While customers love deals and coupon services about as much as they love money itself, merchants — particularly small businesses — tend to see things a bit differently. Often times they feel it’s bad for business (aka the Groupon effect), overloading the retailer with a non-regular clientele, which can make the company look a bit desperate with tacky deals.

But Mirth, which has just launched on the Disrupt NYC Battlefield stage, aims to change all that. Because it integrates with a loyalty card system called CardSpring, Mirth only requires a one-time sign-up with your 16-digit credit card number to get started. No app, no check-ins — all you need is your credit card.

From there just visit your favorite spots like normal. If you visit the same restaurant twice in a rolling 30-day period, you instantly become a regular, meaning you’ll not only receive 3 percent off every purchase you make, but that the merchant will have a direct line of communication with you.

The beauty is that users live their lives just as they normally would, swiping at restaurants with their credit card without ever checking into anything or even opening an app.

So let’s put this into a real-world scenario. Let’s say you own a restaurant called FoodCrunch, and I happen to come in about once a week. With Mirth, I’d only need to swipe twice to start receiving discounts, and as long as I continue coming in twice a month after that, I’ll maintain my “regular” status.

But for the merchant, Mirth is surprisingly attractive. Three percent isn’t much of a sacrifice; it’s about the same price as swiping a credit card. But the benefits are well worth it. You, as owner of FoodCrunch, can send me an email whenever you’d like to offer me a special discount, or to tell me that you have a new dish on the menu. Mirth gives customers discounts and in turn gives retailers a reliable line of communication to dedicated patrons.

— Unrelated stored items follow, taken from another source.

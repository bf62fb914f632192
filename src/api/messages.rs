//! Message and notification endpoints

use axum::{
    Json, Router,
    extract::{Path, Query, State},
    http::StatusCode,
    routing::{get, post},
};

use super::dto::{
    BodyRequest, MessageResponse, NotificationResponse, PageParams, PageResponse, SinceParams,
};
use crate::AppState;
use crate::auth::CurrentUser;
use crate::error::AppError;

pub fn messages_router() -> Router<AppState> {
    Router::new()
        .route("/send_message/:recipient", post(send_message))
        .route("/messages", get(messages))
        .route("/notifications", get(notifications))
}

/// POST /send_message/:recipient
async fn send_message(
    State(state): State<AppState>,
    CurrentUser(user): CurrentUser,
    Path(recipient): Path<String>,
    Json(req): Json<BodyRequest>,
) -> Result<(StatusCode, Json<MessageResponse>), AppError> {
    let message = state
        .message_service()
        .send_message(&user, &recipient, &req.body)
        .await?;

    Ok((
        StatusCode::CREATED,
        Json(MessageResponse {
            id: message.id,
            sender_id: message.sender_id,
            sender_username: user.username,
            recipient_id: message.recipient_id,
            body: message.body,
            timestamp: message.timestamp,
        }),
    ))
}

/// GET /messages?page=
///
/// Opening the inbox marks every message read.
async fn messages(
    State(state): State<AppState>,
    CurrentUser(user): CurrentUser,
    Query(params): Query<PageParams>,
) -> Result<Json<PageResponse<MessageResponse>>, AppError> {
    let page = state
        .message_service()
        .read_messages(&user, params.page())
        .await?;
    Ok(Json(PageResponse::from_page(page, "/messages")))
}

/// GET /notifications?since=
async fn notifications(
    State(state): State<AppState>,
    CurrentUser(user): CurrentUser,
    Query(params): Query<SinceParams>,
) -> Result<Json<Vec<NotificationResponse>>, AppError> {
    let since = params.since();
    let notifications = state
        .message_service()
        .notifications_since(&user, since)
        .await?;

    Ok(Json(
        notifications
            .into_iter()
            .map(NotificationResponse::from)
            .collect(),
    ))
}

Jeremy Philip Galen, Mirth’s founder, conceived of the idea a few months ago and has since brought on Phil Reichenberger as CTO. The company is entirely bootstrapped, and live in New York City.

If you want to sign up, you’re free to visit Mirth.ly and enter your info to start swiping yourself to regular status.

Disrupt Q&A

q: So i def agree with your comment with Groupon and deals. and Foursquare have fixed their model. How are you going to go after that.

a: We are going to start with a capable sales force for merchants that are feed up with the current companies. what’s nice with is it’s a it’s a one-time signup. They have very little work to do.

q: Local merchants have dozens of companies chasing them. Why sign with mirth? Isn’t there a saturation point at sometime.

a: There is probably going to be a saturation point at one time and we’re going to be the one’s that bring it to that point.

We’re are going to speak directly to their concerns. Restaurants have been pummeled. They have been very receptive with Mirth with the brand. We are are going to bring the right cliental to the merchant.

q: If I show up I look like everyone else if you just send me an email. How I look different as a Mirth user?

a: I think it would be an interesting problem to solve if we have so many Mirth users and merchense in a dense geography. We thought a lot about throttling the retailer’s messaging so they wouldn’t be able to send every 10 minutes, only once or twice a week. And then for the customer we thought a lot about letting them specify which types of offers they want to receive.

q: How are you doing customer aquications.

a: We thought we would launch at tc disrupt and see if anyone signed up. Second thing we are going to deputize our lovely merchants. They have an interest to promote this program. We believe they can genuinely give this to first, light users. And then bring them into the program.

q: Can you elaborate the discount model?

a:The discount is considerably smaller than the deal discount — 3% at a restaurants. Including our small fee, it’s the kind of small discount that will trigger loyalty logic and give the type of lift loyalty can offer.

q: Have you had any friction on people giving you their credit card info?

a: We are launching right now.

q: So real quickly, the value for the business will be loyaty and foot traffic. So how are you actually increasing the foot traffic?

a: We are not bringing new customers, we are giving businesss an opportunity to take the first time customer and getting them back again. And the second and third customers and bringing them back again.